The big theme I saw this year in Portland was a heavy emphasis on containers, especially on using them with Kubernetes, This has been a growing trend the last few years , but this year, probably half the workshops I saw were about various aspects of working with them, from CI/CD pipelines to security to monitoring.

This year, my talk was What Connections Can Teach Us About Postmortems, which tied together two interests of mine -- history and incident analysis. However, I wanted to talk about some of the other talks I saw at LISA this year, to give folks a taste of what the conference has to offer and what I think is worth folks taking a look at if they didn’t have a chance to go this year. If you’re thinking about going to a conference in the infrastructure space, or giving a talk that is relevant to it, I highly recommend thinking about going next year in Boston (where it will be colocated with SRECon Americas East).

Keynotes

The opening keynotes this year were both really good; the first was Alice Goldfuss’s Container Operators Manual, a talk I’d seen a version of from her appearance at Lead Dev London. The general thrust of her talk was that the hype around containers hides the cost of running them in production, something she has been doing for several years now. Her talk was really good as an introduction to folks around the complexity of working with containers from her particular point of view (which is a deployment with many microservices on bare metal), but it was also a good demystification of containers as a technology. She led off the talk by making it clear that containers aren’t really anything new, that they are just processes run from tarballs inside namespaces which are inside cgroups (and broke down what each of those was). She also provided a good rundown of what works well in containers vs. what does not, and countered the myth that using containers is magic that will reduce headcount by explaining just what else is required in order to make container-based environments work well. Even if you already think you know everything about containers, this talk is a joy to watch; if you’re just getting into them, it’s a great look at what to look ahead for.
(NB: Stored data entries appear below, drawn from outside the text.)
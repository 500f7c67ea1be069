//! The seam between importers and the query engine.

use crate::client::ClickHouseClient;
use crate::query::last_timestamp;
use async_trait::async_trait;
use chrono::{DateTime, Utc};
use metering_core::{Error, Result};

/// Storage operations an importer needs.
///
/// Implementations must be safe to call concurrently.
#[async_trait]
pub trait MetricStore: Send + Sync {
    /// Execute a statement that returns no rows.
    async fn execute(&self, sql: &str) -> Result<()>;

    /// Newest persisted sample time in `table`, `None` when it holds no rows.
    async fn last_timestamp(&self, table: &str) -> Result<Option<DateTime<Utc>>>;
}

#[async_trait]
impl MetricStore for ClickHouseClient {
    async fn execute(&self, sql: &str) -> Result<()> {
        self.inner()
            .query(sql)
            .execute()
            .await
            .map_err(|e| Error::storage(format!("Statement failed: {}", e)))
    }

    async fn last_timestamp(&self, table: &str) -> Result<Option<DateTime<Utc>>> {
        last_timestamp(self, table).await
    }
}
The other opening keynote this year was Rich Smith’s In Search of Security Shangri-La, which was a great talk about the breakdown of the relationship between ops and security, with some amazing pull quotes (“the security industry generates FUD to sell hope” and “hope is not a strategy but it makes a lot of money”). His talk was very critical of the security industry for failing to serve actual end users (often citing “human error” as the cause of incidents and producing “solutions” that are unusable by most people) and for failing to be a good partner (security folks often exalt obscurity in order to cultivate an air of mystery around their profession) — but he turned that around and also blamed ops for allowing them to get away with it. He outlined a number of antipatterns in security (most of which we’ve avoided here at Truss as we build out our security practice) that he has seen drive poor behavior — his big example was internal phishing tests, which are often used the wrong way (how many people click through them is a bad metric, how fast it is reported is a much better one). I thought this talk was really good as someone who is *not* coming from the security end of things.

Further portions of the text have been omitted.